The course is a jargon-free practical guide to creating valuable and actionable insights to optimize the asset management effort. We have intentionally elected to create content that will accommodate learners with limited statistical training while limiting the primary tool of analysis to Microsoft Excel. The course will cover the whole analytics process using practical hands-on examples.
2. Course Duration
The material is taught in 5 days with a daily 8 hour per day schedule.
Learner should have a working knowledge of computers ( internet, Microsoft Excel and email).
4. Course Content
4.1 Module 1: A brave new world
Data analytics and concepts are introduced. The learner is exposed to how world-class maintenance professionals are using data strategically in business. The data science analytics process is explained and contrasted to how the course aims to address the various stages of the analytics process.
- The analytics process
- Business case studies
- The changing maintenance landscape
- Maintenance 4.0 technologies
- Organizational data analytics maturity
4.2 Module 2: Performance Measuring
This module discusses how and where an organization can begin its digitalization journey. The performance measurement is a natural starting process in starting up a concerted analytics process. The themes covered outline how an organization can effectively use performance measurements to identify risks, opportunities, foster innovation and drive continuous improvement.

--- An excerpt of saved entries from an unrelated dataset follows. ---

impl SessionSettings {
    /// Check values that would otherwise corrupt the pipeline
    ///
    /// # Errors
    ///
    /// Returns [`Error::InvalidInput`] naming the first bad value
    pub fn validate(&self) -> Result<()> {
        if !(0.0..=1.0).contains(&self.min_confidence) {
            return Err(Error::InvalidInput(format!(
                "Minimum confidence {} is outside 0.0-1.0",
                self.min_confidence
            )));
        }
        if !(1..=SMOOTHING_BUFFER_CAPACITY).contains(&self.smoothing_window) {
            return Err(Error::InvalidInput(format!(
                "Smoothing window {} must be between 1 and {SMOOTHING_BUFFER_CAPACITY}",
                self.smoothing_window
            )));
        }
        if !(self.drift_tolerance.is_finite() && self.drift_tolerance > 0.0) {
            return Err(Error::InvalidInput(format!(
                "Drift tolerance {} must be positive",
                self.drift_tolerance
            )));
        }
        Ok(())
    }
}

/// State machine for one joint movement measurement
#[derive(Debug)]
pub struct MeasurementSession {
    key: JointKey,
    joint: JointMovementConfig,
    transform: RomTransform,
    min_confidence: f64,
    auto_freeze: bool,
    freeze_delay_ms: u64,
    buffer: SmoothingBuffer,
    stability: StabilityDetector,
    drift: DriftGuard,
    compensation: CompensationDetector,
    state: SessionState,
    draft: Option<MeasurementDraft>,
    stable_since_ms: Option<u64>,
    current_angle: f64,
    frame_index: u64,
}
//! Numeric helpers shared by the angle engine and the formatter.

use crate::{Error, Result};

/// Round to one decimal place
#[must_use]
pub fn round_to_tenth(value: f64) -> f64 {
    (value * 10.0).round() / 10.0
}

/// Round an angle to whole degrees (half away from zero) and convert to i32
///
/// # Errors
///
/// Returns an error if the value is not finite or outside i32 range
#[allow(clippy::cast_possible_truncation)] // Truncation after bounds check is safe
pub fn round_to_degree(value: f64) -> Result<i32> {
    let rounded = value.round();
    if rounded.is_finite() && rounded >= f64::from(i32::MIN) && rounded <= f64::from(i32::MAX) {
        Ok(rounded as i32)
    } else {
        Err(Error::InvalidInput(format!(
            "Angle {value} cannot be rounded to whole degrees"
        )))
    }
}

/// Arithmetic mean, 0 for an empty iterator
pub fn mean<I>(values: I) -> f64
where
    I: IntoIterator<Item = f64>,
{
    let (sum, count) = values.into_iter().fold((0.0, 0usize), |(s, n), v| (s + v, n + 1));
    if count == 0 {
        0.0
    } else {
        #[allow(clippy::cast_precision_loss)]
        let n = count as f64;
        sum / n
    }
}
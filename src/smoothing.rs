//! Rolling window of accepted ROM samples.
//!
//! Suppresses single-frame jitter from the pose model without introducing
//! multi-second lag: the moving average only looks at the newest few samples.

use crate::constants::{DEFAULT_SMOOTHING_WINDOW, SMOOTHING_BUFFER_CAPACITY};
use std::collections::VecDeque;

/// One ROM value produced from a validated frame
#[derive(Debug, Clone, Copy, PartialEq)]
pub struct AngleSample {
    /// ROM in degrees
    pub value: f64,
    /// Index of the frame the sample came from
    pub frame_index: u64,
}

/// Fixed-capacity FIFO of angle samples with moving-average output
#[derive(Debug, Clone)]
pub struct SmoothingBuffer {
    capacity: usize,
    window_size: usize,
    samples: VecDeque<AngleSample>,
}

impl SmoothingBuffer {
    /// Create a buffer with the given capacity and default averaging window
    ///
    /// # Panics
    ///
    /// Panics if `capacity` is 0
    #[must_use]
    pub fn new(capacity: usize) -> Self {
        assert!(capacity > 0, "Capacity must be greater than 0");
        Self {
            capacity,
            window_size: DEFAULT_SMOOTHING_WINDOW,
            samples: VecDeque::with_capacity(capacity),
        }
    }

    /// Set the averaging window used by [`Self::smoothed`]
    ///
    /// # Panics
    ///
    /// Panics if `window_size` is 0
    #[must_use]
    pub fn with_window(mut self, window_size: usize) -> Self {
        assert!(window_size > 0, "Window size must be greater than 0");
        self.window_size = window_size;
        self
    }

    /// Append a sample, evicting the oldest once full
    pub fn push(&mut self, sample: AngleSample) {
        if self.samples.len() >= self.capacity {
            self.samples.pop_front();
        }
        self.samples.push_back(sample);
    }

    /// Mean of the newest `min(window_size, len)` samples, 0 when empty
    #[must_use]
    pub fn average(&self, window_size: usize) -> f64 {
        let window = window_size.min(self.samples.len());
        if window == 0 {
            return 0.0;
        }
        crate::utils::mean(self.samples.iter().skip(self.samples.len() - window).map(|s| s.value))
    }

    /// Average over the configured window
    #[must_use]
    pub fn smoothed(&self) -> f64 {
        self.average(self.window_size)
    }

    /// The newest `count` sample values, oldest first
    pub fn recent(&self, count: usize) -> impl Iterator<Item = f64> + '_ {
        let skip = self.samples.len().saturating_sub(count);
        self.samples.iter().skip(skip).map(|s| s.value)
    }

    /// Newest sample
    #[must_use]
    pub fn latest(&self) -> Option<&AngleSample> {
        self.samples.back()
    }

    /// Number of buffered samples
    #[must_use]
    pub fn len(&self) -> usize {
        self.samples.len()
    }

    /// Whether no samples are buffered
    #[must_use]
    pub fn is_empty(&self) -> bool {
        self.samples.is_empty()
    }

    /// Maximum number of samples kept
    #[must_use]
    pub fn capacity(&self) -> usize {
        self.capacity
    }

    /// Drop all samples
    pub fn clear(&mut self) {
        self.samples.clear();
    }
}

impl Default for SmoothingBuffer {
    fn default() -> Self {
        Self::new(SMOOTHING_BUFFER_CAPACITY)
    }
}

- Maintenance and operational indicators
- How maintenance key performance indicators (KPIs) influence strategic outcomes
- How to make winning KPIs
- How to make winning KPIs
- How to dig deeper in the KPIs to understand what is driving them
- Understanding historical and predictive indicators
- Planning for effective performance measures
- Cascading strategic objectives through performance measures
4.3 Module 3: Data Sourcing
This module introduces the Extract, Transform and Load tool through Power Query. This tool is used to automate much of the data sourcing process and to a extend the data cleaning process. We use hands-on practical data to work on.
- Various types of structured data and how to digitalize them
- Data definitions through the knowledge pyramid
- Meta data management
- How to use Power Query to;
- Connect to various sources (online, folders, worksheets and database)
- How to transform data and automate the data preparation
- How to reduce manual operation when merging and appending data
- How to make regular reports to self-update and safe valuable time
4.4 Module 4: Cleaning Data
Most collected digital data that is not analysed is in the format that is not easy to manipulate. It could be some parts are missing, aggregated, the format is not usable to the analyst and no consistency in how the records are captured. This chapter gives the learner tools to make the data usable for the analytical process.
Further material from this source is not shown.